Back to word retrieval and rhythm… Using visuals as a prompt is a given here. However, I also employ using rhythm as a key ingredient also. Many of the children with whom I work love Eric Carl’s “Brown Bear” series. I always start with what is easy and fun. As I play and sing the repetitive phrase, I allow the child to fill in the animal, and as this gets easy, fill in the color. (We always begin with Brown Bear, then usually by the child’s request go on to others; Polar Bear, Panda Bear and Baby Bear). This is not a new technique. However, in the process of the repetition, I go from giving the child the time he needs from the initial word retrieval to picking up the tempo slowly. This seems to help with the fluency tremendously. When I think of retraining the brain, I imagine it being like a casino wheel. Instead of starting and stopping, it picks up a slow continuous tempo, giving the wheel (brain) the momentum to continue. Then the child is ready to move on to two-word phrases in the same manner. In fact, if I am just singing and not playing an instrument, I will use my arm in a circular motion and point to the child when it is his or her turn, not stopping the motion. This gives the child a visual rhythm also.
In children with auditory processing issues, I tend to rely on melody as my aid. Melody seems to be even a quicker cue to the brain to help retrieve a word.

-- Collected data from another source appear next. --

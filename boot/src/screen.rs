//! Text output.
//!
//! Drawing is left to the board, the menu only says what is to be shown.

use heapless::Vec;

use crate::diag::{BootDebug, Diagnostics};
use crate::label::Label;

/// Width of a cartridge badge, like `[C64]`.
pub const BADGE_LEN: usize = 5;

/// A badge, already in screen codes, as it goes straight to screen memory.
pub type Badge = [u8; BADGE_LEN];

/// One slot line of the menu.
#[derive(Debug)]
pub struct SlotRow<'a> {
    pub index: usize,
    pub name: &'a Label,
    /// Only shown for valid cores outside slot 0.
    pub version: Option<&'a Label>,
    /// Shown as `>n<` instead of `(n)`.
    pub default_slot: bool,
    pub badges: Vec<Badge, 3>,
    /// Colour of the highlight bar, if this is the selected slot.
    pub highlight: Option<u8>,
}

/// Messages, warnings and prompts.  The wording belongs to the screen.
#[derive(Debug, Clone, Copy, PartialEq, Eq)]
#[cfg_attr(feature = "defmt", derive(defmt::Format))]
pub enum Notice {
    /// The core was started through JTAG, other cores can not be started.
    JtagBoot,
    /// No attic RAM, flashing is disabled.
    NoAtticRam,
    /// The slot selected for booting has unknown content.
    SlotDamaged(usize),
    PressAnyKey,
    UnknownModel(u8),
    /// Slot 1 holds no MEGA65 core to recover with.  Asks for CONFIRM.
    NoFallbackCore,
    /// The risks of replacing slot 0.  Asks for CONFIRM.
    Slot0Risk,
    /// Asks for CONFIRM before replacing the given slot.
    ConfirmReflash(usize),
    /// A launch was refused as reconfiguration does not work.
    CannotReconfigure,
}

/// The display.
pub trait Screen {
    fn clear(&mut self);
    fn slot_row(&mut self, row: &SlotRow<'_>);
    /// Key help below the slot list.
    fn footer(&mut self, slot_count: usize);
    fn notice(&mut self, notice: Notice);
    /// Echo a character typed at a prompt.  `INST/DEL` erases one.
    fn echo(&mut self, key: u8);
    fn diagnostics(&mut self, diag: &Diagnostics);
    fn boot_debug(&mut self, debug: &BootDebug);
}
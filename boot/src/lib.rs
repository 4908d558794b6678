//! MEGA65 flash slot manager.
//!
//! The flash holds a fixed number of slots, each the size of one FPGA core.
//! This crate decides which of them to start on power-up, and runs the slot
//! menu that lets the user start a core by hand or replace the content of a
//! slot.  All hardware is reached through [`storage::ReadFlash`],
//! [`storage::RegisterFile`] and a delay provider, which makes every path
//! reachable from the simulator.

#![cfg_attr(not(any(feature = "std", test)), no_std)]

#[macro_use]
mod log;

pub mod cart;
pub mod charmap;
pub mod diag;
pub mod gate;
pub mod hw;
pub mod label;
pub mod menu;
pub mod platform;
pub mod screen;
pub mod select;
pub mod slot;
pub mod startup;

pub use cart::{CartId, Cartridge, ControlLines};
pub use gate::{FileChoice, Reflasher};
pub use hw::{Hardware, KeyPress};
pub use label::Label;
pub use menu::{Menu, MenuExit};
pub use platform::Platform;
pub use screen::{Notice, Screen};
pub use slot::{CoreCaps, ScanRequest, SlotRecord, SlotTable, Target, Validity};
pub use startup::{Exit, Options, Variant, Warnings};

pub type Result<T> = core::result::Result<T, Error>;

// Use the error kind to avoid this depending on the particular flash.
#[derive(Debug)]
pub enum Error {
    Flash(storage::Error),
    /// The machine reported a model id we have no slot layout for.
    UnknownModel(u8),
    /// The reflash collaborator gave up before the slot was rewritten.
    Reflash,
}

/// Convert the flash error into our error type.
impl From<storage::Error> for Error {
    fn from(e: storage::Error) -> Self {
        Error::Flash(e)
    }
}
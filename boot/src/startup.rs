//! Power up sequence.
//!
//! The menu core is the first thing the FPGA loads.  Unless the user asks
//! for the menu, it looks at the cartridge and the slot flags, and starts the
//! chosen core without showing anything:
//!
//! - ESC held: hand back to the hypervisor at once.
//! - NO-SCROLL held (or TAB, on boards without NO-SCROLL): show the menu.
//! - FPGA already reconfigured: this is a reset, not a power up, so hand back.
//! - Otherwise start the selected slot.  An empty slot hands back, a slot
//!   with unknown content warns and shows the menu.
//!
//! Before the menu is shown, the parts needed for launching and flashing are
//! tested, and a warning is shown for each one that is missing.

use embedded_hal::blocking::delay::{DelayMs, DelayUs};
use storage::{ReadFlash, RegisterFile};

use crate::cart::ControlLines;
use crate::gate::Reflasher;
use crate::hw::{key, modifier, reg, Hardware};
use crate::menu::{Menu, MenuExit};
use crate::platform::Platform;
use crate::screen::{Notice, Screen};
use crate::select::select_boot_slot;
use crate::slot::{ScanRequest, SlotTable, Validity};
use crate::{Error, Result};

/// Patterns written to the attic RAM to see it is there.
const ATTIC_PATTERNS: [u8; 4] = [0x55, 0xaa, 0xff, 0x00];

/// How the menu was built.
#[derive(Debug, Clone, Copy, PartialEq, Eq)]
#[cfg_attr(feature = "defmt", derive(defmt::Format))]
pub enum Variant {
    /// The menu core, started by the hypervisor at power up.  Chooses a core
    /// to boot before anything else.
    Embedded,
    /// A program started by hand, only shows the menu.
    Standalone,
}

/// Configuration of a menu session.
#[derive(Debug, Clone, Copy, PartialEq, Eq)]
pub struct Options {
    pub variant: Variant,
    /// Allow replacing slot 0 from the menu.
    pub slot0_reflash: bool,
}

impl Default for Options {
    fn default() -> Self {
        Options { variant: Variant::Embedded, slot0_reflash: false }
    }
}

/// Things found missing at power up.  They stay for the whole session.
#[derive(Debug, Default, Clone, Copy, PartialEq, Eq)]
pub struct Warnings {
    /// No attic RAM, flashing is not possible.
    pub attic_ram_bad: bool,
    /// The core came in through JTAG, starting other cores will not work.
    pub reconfig_disabled: bool,
}

impl Warnings {
    /// Test the hardware, show a notice for everything missing, and wait for
    /// a key if there was any.
    pub fn probe<R, F, D, S>(hw: &mut Hardware<R, F, D>, screen: &mut S) -> Warnings
    where
        R: RegisterFile,
        F: ReadFlash,
        D: DelayMs<u16> + DelayUs<u16>,
        S: Screen,
    {
        let warnings = Warnings {
            attic_ram_bad: !attic_ram_ok(&mut hw.regs),
            // BOOTSTS reads all ones when started through JTAG.
            reconfig_disabled: hw.regs.peek(reg::BOOTSTS_STATUS) == 0xff,
        };

        if warnings.reconfig_disabled {
            warn!("BOOTSTS stuck, launching cores disabled");
            screen.notice(Notice::JtagBoot);
        }
        if warnings.attic_ram_bad {
            warn!("no attic RAM, flashing disabled");
            screen.notice(Notice::NoAtticRam);
        }
        if warnings.reconfig_disabled || warnings.attic_ram_bad {
            screen.notice(Notice::PressAnyKey);
            hw.press_any_key();
        }
        warnings
    }
}

/// Write and read back a few patterns in the attic RAM.
pub fn attic_ram_ok<R: RegisterFile>(regs: &mut R) -> bool {
    ATTIC_PATTERNS.iter().all(|&p| {
        regs.poke(reg::ATTIC_RAM, p);
        regs.peek(reg::ATTIC_RAM) == p
    })
}

/// Result of the automatic start.
#[derive(Debug, Clone, Copy, PartialEq, Eq)]
pub enum AutoBoot {
    /// Start the core at this flash offset.
    Launch(u32),
    /// Return to the hypervisor.
    HandOff,
    /// Show the menu.
    Menu,
}

/// Decide, without user interaction, what to start.
pub fn auto_boot<R, F, D, S>(
    hw: &mut Hardware<R, F, D>,
    slots: &mut SlotTable,
    screen: &mut S,
    lines: ControlLines,
) -> AutoBoot
where
    R: RegisterFile,
    F: ReadFlash,
    D: DelayMs<u16> + DelayUs<u16>,
    S: Screen,
{
    let held = hw.regs.peek(reg::KEY);
    if held == key::ESC {
        return AutoBoot::HandOff;
    }

    let platform = slots.platform();
    let menu_requested = hw.regs.peek(reg::MODIFIERS) & modifier::NO_SCROLL != 0
        || (platform.tab_for_menu && held == key::TAB);
    if menu_requested {
        info!("menu requested");
        return AutoBoot::Menu;
    }

    if hw.reconfigured() {
        return AutoBoot::HandOff;
    }

    let choice = select_boot_slot(hw, slots, lines);
    match slots.get(choice.slot).map(|s| s.validity) {
        Some(Validity::Valid) => AutoBoot::Launch(platform.boot_offset(choice.slot)),
        Some(Validity::Empty) => AutoBoot::HandOff,
        _ => {
            warn!("boot slot {} has unknown content", choice.slot);
            screen.notice(Notice::SlotDamaged(choice.slot));
            screen.notice(Notice::PressAnyKey);
            hw.press_any_key();
            screen.clear();
            AutoBoot::Menu
        }
    }
}

/// How a session ends.
#[derive(Debug, Clone, Copy, PartialEq, Eq)]
pub enum Exit {
    /// Reconfigure the FPGA from this flash offset.
    Launch(u32),
    /// Leave through the variant's exit vector.
    HandOff,
}

/// A full session: power up checks, automatic start, then the menu.
///
/// `lines` must be sampled before anything else touches the machine, as a
/// cartridge may change them once it runs.
pub fn run<R, F, D, S, X>(
    hw: &mut Hardware<R, F, D>,
    screen: &mut S,
    flasher: &mut X,
    options: Options,
    lines: ControlLines,
) -> Result<Exit>
where
    R: RegisterFile,
    F: ReadFlash,
    D: DelayMs<u16> + DelayUs<u16>,
    S: Screen,
    X: Reflasher,
{
    screen.clear();

    let platform = match Platform::probe(&mut hw.regs) {
        Ok(platform) => platform,
        Err(Error::UnknownModel(id)) => {
            warn!("unknown hardware model {:x}", id);
            if options.variant == Variant::Standalone {
                screen.notice(Notice::UnknownModel(id));
                screen.notice(Notice::PressAnyKey);
                hw.press_any_key();
            }
            return Ok(Exit::HandOff);
        }
        Err(e) => return Err(e),
    };
    let mut slots = SlotTable::new(platform);

    if options.variant == Variant::Embedded {
        match auto_boot(hw, &mut slots, screen, lines) {
            AutoBoot::Launch(offset) => return Ok(Exit::Launch(offset)),
            AutoBoot::HandOff => return Ok(Exit::HandOff),
            AutoBoot::Menu => {}
        }
    }

    let warnings = Warnings::probe(hw, screen);
    slots.scan(hw, ScanRequest::full());

    let mut menu = Menu::new(options, warnings, lines);
    match menu.run(hw, &mut slots, screen, flasher) {
        MenuExit::Launch(offset) => Ok(Exit::Launch(offset)),
        MenuExit::Leave => Ok(Exit::HandOff),
    }
}
//! The SD card, as a temporary directory of core files.

use std::fs;

use anyhow::{anyhow, Result};
use temp_dir::TempDir;

pub struct SdCard {
    dir: TempDir,
}

impl SdCard {
    pub fn new() -> Result<SdCard> {
        Ok(SdCard { dir: TempDir::new()? })
    }

    /// Put a file on the card.  The card is FAT, so names are kept upper
    /// case.
    pub fn add(&self, name: &str, data: &[u8]) -> Result<()> {
        fs::write(self.dir.path().join(name.to_ascii_uppercase()), data)?;
        Ok(())
    }

    pub fn read(&self, name: &str) -> Result<Vec<u8>> {
        let path = self.dir.path().join(name.to_ascii_uppercase());
        fs::read(&path).map_err(|e| anyhow!("{}: {}", name, e))
    }

    /// Names of the `.COR` files, sorted.
    pub fn cores(&self) -> Result<Vec<String>> {
        let mut names = Vec::new();
        for entry in fs::read_dir(self.dir.path())? {
            let name = entry?.file_name().to_string_lossy().into_owned();
            if name.ends_with(".COR") {
                names.push(name);
            }
        }
        names.sort();
        Ok(names)
    }
}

I basically use the same processes as above, but when the child gets stuck, there are sounds and visuals (pictures) that help (the motion or sound of my lips with the beginning of the word), but I get the most immediate response when I simply play the note on which the song is sung to “unstick” the word. This melodic note seems to give the quickest response consistently from child to child with this difficulty. Also, singing tends to be a more age appropriate form of “mother-ease” (The pitched elongated talk that mothers use with their infants). Giving the word a pitch and a rhythm not only gives the brain a little more time to accurately process the sound it is hearing, but also the differentiated pitch accompanying the sound gives the brain an extra cue which helps clarify.
These types of Music Therapy sessions are some of my favorite sessions. Children with these difficulties who enjoy working are motivated and automatically know when to move on to something else. They almost always come in knowing what they want to do – picking up from the last session without my assistance. I am truly just a facilitator here. Most of my work is done outside the session, reflecting and determining on what has happened and where things needs to go next. Even then, sometimes the child will unknowingly let me know “not that direction; this one.”